## Work task
All that is wanted is a word-for-word copy of the data from its first line to the line containing "let left = x + 3.0;", both included.
■ ■ ■ ■
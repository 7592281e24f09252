use crate::arena::Graph;
use crate::autograd::BackwardOp;
use crate::error::MicrogradError;
use crate::value::Value;
use approx::assert_relative_eq;
use std::collections::{HashMap, HashSet};

#[test]
fn test_leaf_defaults() {
    let g = Graph::new();
    let a = g.value(3.0);
    assert_eq!(a.data(), 3.0);
    assert_eq!(a.grad(), 0.0);
    assert!(a.is_leaf());
    assert!(a.operands().is_empty());
    assert_eq!(a.op_tag(), "");
    assert_eq!(a.label(), None);
}

#[test]
fn test_labels_and_display() {
    let g = Graph::new();
    let a = g.labeled(2.0, "a");
    let b = (a * 3.0).with_label("b");
    assert_eq!(a.label().as_deref(), Some("a"));
    assert_eq!(b.label().as_deref(), Some("b"));
    b.backward();
    assert_eq!(a.to_string(), "Value(label='a', data=2, grad=3)");
    assert_eq!(g.value(0.5).to_string(), "Value(label='', data=0.5, grad=0)");
}

#[test]
fn test_identity_not_value_equality() {
    let g = Graph::new();
    let a = g.value(1.0);
    let b = g.value(1.0);
    assert_ne!(a, b);
    assert_eq!(a, a);
    let set: HashSet<_> = [a, b, a].into_iter().collect();
    assert_eq!(set.len(), 2);
}

#[test]
fn test_literal_round_trip() {
    let g = Graph::new();
    let x = g.value(5.0);
    let left = x + 3.0;
    assert_eq!(left.data(), 8.0);
    left.backward();
    let left_grad = x.grad();

    x.zero_grad();
    let right = 3.0 + x;
    assert_eq!(right.data(), 8.0);
    right.backward();
    assert_eq!(x.grad(), left_grad);
    assert_eq!(x.grad(), 1.0);
}

#[test]
fn test_reflected_operators_match_forward_ones() {
    let g = Graph::new();
    let x = g.value(4.0);
    assert_relative_eq!((2.0 * x).data(), (x * 2.0).data());
    assert_relative_eq!((10.0 / x).data(), 2.5);
    assert_relative_eq!((x / 10.0).data(), 0.4);
    assert_relative_eq!((1.0 - x).data(), -3.0);
    assert_relative_eq!((x - 1.0).data(), 3.0);
    assert_relative_eq!((-x).data(), -4.0);
}

#[test]
fn test_reflected_sub_and_div_gradients() {
    let g = Graph::new();
    let x = g.value(2.0);
    let y = (1.0 - x) + 8.0 / x;
    y.backward();
    // d/dx (1 - x + 8/x) = -1 - 8/x^2
    assert_relative_eq!(x.grad(), -3.0, epsilon = 1e-12);
}

#[test]
fn test_diamond_sums_paths() {
    let g = Graph::new();
    let a = g.value(-2.0);
    let b = a + a;
    b.backward();
    assert_eq!(a.grad(), 2.0);
}

#[test]
fn test_fan_out_through_intermediate() {
    // b feeds c and d, both feed e.
    let g = Graph::new();
    let a = g.value(3.0);
    let b = a * 2.0;
    let c = b + 1.0;
    let d = b * b;
    let e = c * d;
    e.backward();
    // e = (2a + 1) * 4a^2 = 8a^3 + 4a^2; de/da = 24a^2 + 8a
    assert_relative_eq!(e.data(), 8.0 * 27.0 + 4.0 * 9.0);
    assert_relative_eq!(a.grad(), 24.0 * 9.0 + 24.0);
}

#[test]
fn test_topological_order_puts_operands_first() {
    let g = Graph::new();
    let x = g.value(1.5);
    let y = g.value(-0.5);
    let s = x + y;
    let p = s * x;
    let q = (p + s).tanh();
    let r = q * p + y.exp();

    let order = r.topological_order();
    let position: HashMap<_, _> = order.iter().enumerate().map(|(i, v)| (*v, i)).collect();
    assert_eq!(order.len(), position.len(), "a node appears more than once");
    assert_eq!(order.last(), Some(&r));
    for node in &order {
        for operand in node.operands() {
            assert!(
                position[&operand] < position[node],
                "operand {:?} placed after its consumer {:?}",
                operand,
                node
            );
        }
    }
    for leaf in [x, y] {
        assert!(position.contains_key(&leaf));
    }
}

#[test]
fn test_gradients_final_after_consumers_processed() {
    // Depth >= 3 with a diamond on `s`: processing any node again after the pass
    // would change the answer, so an exact match shows each rule ran once.
    let g = Graph::new();
    let x = g.value(0.5);
    let s = x * x;
    let u = s + 1.0;
    let v = s * 3.0;
    let w = u * v;
    w.backward();
    // w = (x^2 + 1) * 3x^2 = 3x^4 + 3x^2; dw/dx = 12x^3 + 6x
    assert_relative_eq!(x.grad(), 12.0 * 0.125 + 3.0, epsilon = 1e-12);
    // dw/ds = v + 3u
    assert_relative_eq!(s.grad(), v.data() + 3.0 * u.data(), epsilon = 1e-12);
}

#[test]
fn test_backward_accumulates_until_reset() {
    let g = Graph::new();
    let a = g.value(2.0);
    let y = a * 3.0;
    y.backward();
    y.backward();
    assert_eq!(a.grad(), 6.0);
    g.zero_grad();
    assert_eq!(a.grad(), 0.0);
    assert_eq!(y.grad(), 0.0);
    y.backward();
    assert_eq!(a.grad(), 3.0);
}

#[test]
fn test_compound_assignment_rebinds() {
    let g = Graph::new();
    let a = g.value(1.0);
    let mut c = a + 1.0;
    let first = c;
    c += c + 1.0;
    assert_ne!(c, first);
    assert_eq!(c.data(), 5.0);
    c -= 1.0;
    c *= 2.0;
    c /= 4.0;
    assert_eq!(c.data(), 2.0);
}

#[test]
fn test_pow_rejects_node_exponent() {
    let g = Graph::new();
    let a = g.value(2.0);
    let b = g.value(2.0);
    assert!(matches!(a.pow(b), Err(MicrogradError::InvalidOperand { .. })));
    assert_relative_eq!(a.pow(2.0).map(|v| v.data()).unwrap_or(f64::NAN), 4.0);
}

#[test]
fn test_operands_and_op() {
    let g = Graph::new();
    let a = g.value(1.0);
    let b = g.value(2.0);
    let c = a * b;
    assert_eq!(c.op(), BackwardOp::Mul(a.id(), b.id()));
    assert_eq!(c.operands(), vec![a, b]);
    assert!(!c.is_leaf());
}

#[test]
fn test_set_data_updates_leaf() -> Result<(), MicrogradError> {
    let g = Graph::new();
    let w = g.value(1.0);
    w.set_data(0.25)?;
    assert_eq!(w.data(), 0.25);
    assert_eq!((w * 4.0).data(), 1.0);
    Ok(())
}

#[test]
fn test_set_data_rejects_computed_node() {
    let g = Graph::new();
    let w = g.value(1.0);
    let y = w * 4.0;
    assert!(matches!(
        y.set_data(0.0),
        Err(MicrogradError::InvalidOperand { .. })
    ));
    assert_eq!(y.data(), 4.0);
}

#[test]
fn test_checkpoint_rewind_discards_scratch_nodes() {
    let g = Graph::new();
    let w = g.value(1.0);
    let cp = g.checkpoint();
    for _ in 0..3 {
        // d/dw (2w - 1)^2 = 4 * (2w - 1) = 4
        let loss = (w * 2.0 - 1.0).powf(2.0);
        loss.backward();
        g.rewind(cp);
        assert_eq!(g.len(), 1);
    }
    assert_relative_eq!(w.grad(), 12.0);
}

#[test]
fn test_long_chain_does_not_overflow_stack() {
    let g = Graph::new();
    let x = g.value(1.0);
    let mut acc = x;
    for _ in 0..200_000 {
        acc = acc + x;
    }
    acc.backward();
    assert_eq!(x.grad(), 200_001.0);
}

// Nodes pushed after a rewind reuse the dropped slots.
fn rewound_handle(g: &Graph) -> (Value<'_>, Value<'_>) {
    let w = g.value(1.0);
    let cp = g.checkpoint();
    let stale = w * 10.0;
    g.rewind(cp);
    let fresh = g.value(123.0);
    let _ = fresh * 2.0;
    (w, stale)
}

#[test]
#[should_panic(expected = "dropped by Graph::rewind")]
fn test_stale_handle_data_panics_after_slot_reuse() {
    let g = Graph::new();
    let (_, stale) = rewound_handle(&g);
    stale.data();
}

#[test]
#[should_panic(expected = "dropped by Graph::rewind")]
fn test_stale_handle_backward_panics_after_slot_reuse() {
    let g = Graph::new();
    let (_, stale) = rewound_handle(&g);
    stale.backward();
}

#[test]
#[should_panic(expected = "dropped by Graph::rewind")]
fn test_stale_handle_panics_when_slot_is_gone() {
    let g = Graph::new();
    let w = g.value(1.0);
    let cp = g.checkpoint();
    let stale = w + 1.0;
    g.rewind(cp);
    stale.grad();
}

#[test]
fn test_handles_before_checkpoint_survive_rewind() {
    let g = Graph::new();
    let (w, stale) = rewound_handle(&g);
    assert_eq!(w.data(), 1.0);
    (w * 3.0).backward();
    assert_eq!(w.grad(), 3.0);
    assert_eq!(format!("{:?}", stale), format!("Value(id={}, <dropped>)", stale.id()));
}

#[test]
fn test_stale_handle_differs_from_slot_successor() {
    let g = Graph::new();
    let w = g.value(1.0);
    let cp = g.checkpoint();
    let stale = w * 10.0;
    g.rewind(cp);
    let fresh = w * 10.0;
    assert_eq!(stale.id(), fresh.id());
    assert_ne!(stale, fresh);
}

#[test]
fn test_integer_operands() {
    let g = Graph::new();
    let x = g.value(4.0);
    assert_eq!((x + 3).data(), 7.0);
    assert_eq!((x * 2).data(), 8.0);
    assert_eq!((x - 1).data(), 3.0);
    assert_eq!((x / 8).data(), 0.5);
    assert_eq!((2 * x).data(), 8.0);
    assert_eq!((1 - x).data(), -3.0);

    let y = 10 / x + x * 3;
    y.backward();
    // d/dx (10/x + 3x) = -10/x^2 + 3
    assert_relative_eq!(x.grad(), 3.0 - 10.0 / 16.0, epsilon = 1e-12);
}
■ ■ ■ ■
## Your response
repository 7592281e24f09252
use crate::arena::Graph;
use crate::autograd::BackwardOp;
use crate::error::MicrogradError;
use crate::value::Value;
use approx::assert_relative_eq;
use std::collections::{HashMap, HashSet};

#[test]
fn test_leaf_defaults() {
    let g = Graph::new();
    let a = g.value(3.0);
    assert_eq!(a.data(), 3.0);
    assert_eq!(a.grad(), 0.0);
    assert!(a.is_leaf());
    assert!(a.operands().is_empty());
    assert_eq!(a.op_tag(), "");
    assert_eq!(a.label(), None);
}

#[test]
fn test_labels_and_display() {
    let g = Graph::new();
    let a = g.labeled(2.0, "a");
    let b = (a * 3.0).with_label("b");
    assert_eq!(a.label().as_deref(), Some("a"));
    assert_eq!(b.label().as_deref(), Some("b"));
    b.backward();
    assert_eq!(a.to_string(), "Value(label='a', data=2, grad=3)");
    assert_eq!(g.value(0.5).to_string(), "Value(label='', data=0.5, grad=0)");
}

#[test]
fn test_identity_not_value_equality() {
    let g = Graph::new();
    let a = g.value(1.0);
    let b = g.value(1.0);
    assert_ne!(a, b);
    assert_eq!(a, a);
    let set: HashSet<_> = [a, b, a].into_iter().collect();
    assert_eq!(set.len(), 2);
}

#[test]
fn test_literal_round_trip() {
    let g = Graph::new();
    let x = g.value(5.0);
    let left = x + 3.0;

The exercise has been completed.